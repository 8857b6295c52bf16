//! Command-line entry point over `treenote_core`.
//!
//! # Responsibility
//! - Import and export collections without the desktop UI.
//! - Inspect a database: filtered rows and the tag tree.

use clap::{Args, Parser, Subcommand};
use log::error;
use std::error::Error;
use std::path::PathBuf;
use std::sync::Arc;
use treenote_core::view::RowSource;
use treenote_core::{
    export_json, export_outline, import_json, init_logging, DocumentStore, FilterView,
    SessionConfig, Session, SqliteDocumentStore, TagIndex, TagNode, ROOT_ID,
};

#[derive(Parser)]
#[command(name = "treenote", about = "Outline database tools", version)]
struct Cli {
    #[command(subcommand)]
    command: Commands,

    /// SQLite database file
    #[arg(long, global = true, default_value = "treenote.sqlite3")]
    db: PathBuf,

    /// Collection inside the database
    #[arg(long, global = true, default_value = "items")]
    collection: String,

    /// Absolute directory for log files; logging is off when omitted
    #[arg(long, global = true)]
    log_dir: Option<PathBuf>,

    /// Log level (trace|debug|info|warn|error)
    #[arg(long, global = true, default_value = "info")]
    log_level: String,
}

#[derive(Subcommand)]
enum Commands {
    /// Import a JSON document array into an empty collection
    Import(FileArgs),
    /// Export live documents as a JSON array
    ExportJson(OutputArgs),
    /// Export the outline as indented plain text
    ExportOutline(OutputArgs),
    /// Print the rows matching a filter query
    Filter(FilterArgs),
    /// Print the tag tree with item counts
    Tags,
    /// List collections in the database
    Collections,
    /// Print the core version
    Version,
}

#[derive(Args)]
struct FileArgs {
    /// Input file
    path: PathBuf,
}

#[derive(Args)]
struct OutputArgs {
    /// Output file; stdout when omitted
    #[arg(short, long)]
    output: Option<PathBuf>,
}

#[derive(Args)]
struct FilterArgs {
    /// Query text, e.g. "t=task c=red"
    query: String,
}

fn main() {
    let cli = Cli::parse();
    if let Some(log_dir) = &cli.log_dir {
        if let Err(e) = init_logging(&cli.log_level, log_dir) {
            eprintln!("warning: {}", e);
        }
    }
    if let Err(e) = run(cli) {
        error!("event=cli_run module=cli status=error error={}", e);
        eprintln!("error: {}", e);
        std::process::exit(1);
    }
}

fn run(cli: Cli) -> Result<(), Box<dyn Error>> {
    if let Commands::Version = cli.command {
        println!("treenote {}", treenote_core::core_version());
        return Ok(());
    }

    let store = Arc::new(SqliteDocumentStore::open(&cli.db)?);
    match cli.command {
        Commands::Import(args) => {
            let json = std::fs::read_to_string(&args.path)?;
            let count = import_json(store.as_ref(), &cli.collection, &json)?;
            println!("imported {} documents into `{}`", count, cli.collection);
        }
        Commands::ExportJson(args) => {
            let json = export_json(store.as_ref(), &cli.collection)?;
            write_output(args.output, &json)?;
        }
        Commands::ExportOutline(args) => {
            let session = open_session(store);
            let model = session.open_tree(&cli.collection)?;
            write_output(args.output, &export_outline(&model, ROOT_ID))?;
        }
        Commands::Filter(args) => {
            let session = open_session(store);
            let mut model = session.open_tree(&cli.collection)?;
            let today = chrono::Local::now().date_naive();
            let mut view = FilterView::new(&mut model, today);
            view.set_query(&model, &args.query)?;
            for position in 0..view.count() {
                let Some(row) = view.sequence_at(position) else {
                    continue;
                };
                let text = model.item(row.id).map_or("", |item| item.text.as_str());
                let marker = if row.matched { "-" } else { "·" };
                println!("{}{} {}", "\t".repeat(row.depth), marker, text);
            }
        }
        Commands::Tags => {
            let session = open_session(store);
            let model = session.open_tree(&cli.collection)?;
            let index = TagIndex::build(&model);
            for node in index.roots() {
                print_tag(node, 0);
            }
        }
        Commands::Collections => {
            for name in store.collections()? {
                println!("{}", name);
            }
        }
        Commands::Version => {}
    }
    Ok(())
}

fn open_session(store: Arc<SqliteDocumentStore>) -> Session {
    let store: Arc<dyn DocumentStore> = store;
    Session::new(store, SessionConfig::default())
}

fn print_tag(node: &TagNode, depth: usize) {
    println!("{}{} ({})", "  ".repeat(depth), node.full_path, node.count);
    for child in &node.children {
        print_tag(child, depth + 1);
    }
}

fn write_output(path: Option<PathBuf>, content: &str) -> std::io::Result<()> {
    match path {
        Some(path) => std::fs::write(path, content),
        None => {
            print!("{}", content);
            Ok(())
        }
    }
}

* _Exercise objective_: Only the lines from the one containing "Session::new(store, SessionConfig::default())" through the end of the material should be reproduced, exactly, with both ends included.

* _Exercise result_:
    Session::new(store, SessionConfig::default())
}

fn print_tag(node: &TagNode, depth: usize) {
    println!("{}{} ({})", "  ".repeat(depth), node.full_path, node.count);
    for child in &node.children {
        print_tag(child, depth + 1);
    }
}

fn write_output(path: Option<PathBuf>, content: &str) -> std::io::Result<()> {
    match path {
        Some(path) => std::fs::write(path, content),
        None => {
            print!("{}", content);
            Ok(())
        }
    }
}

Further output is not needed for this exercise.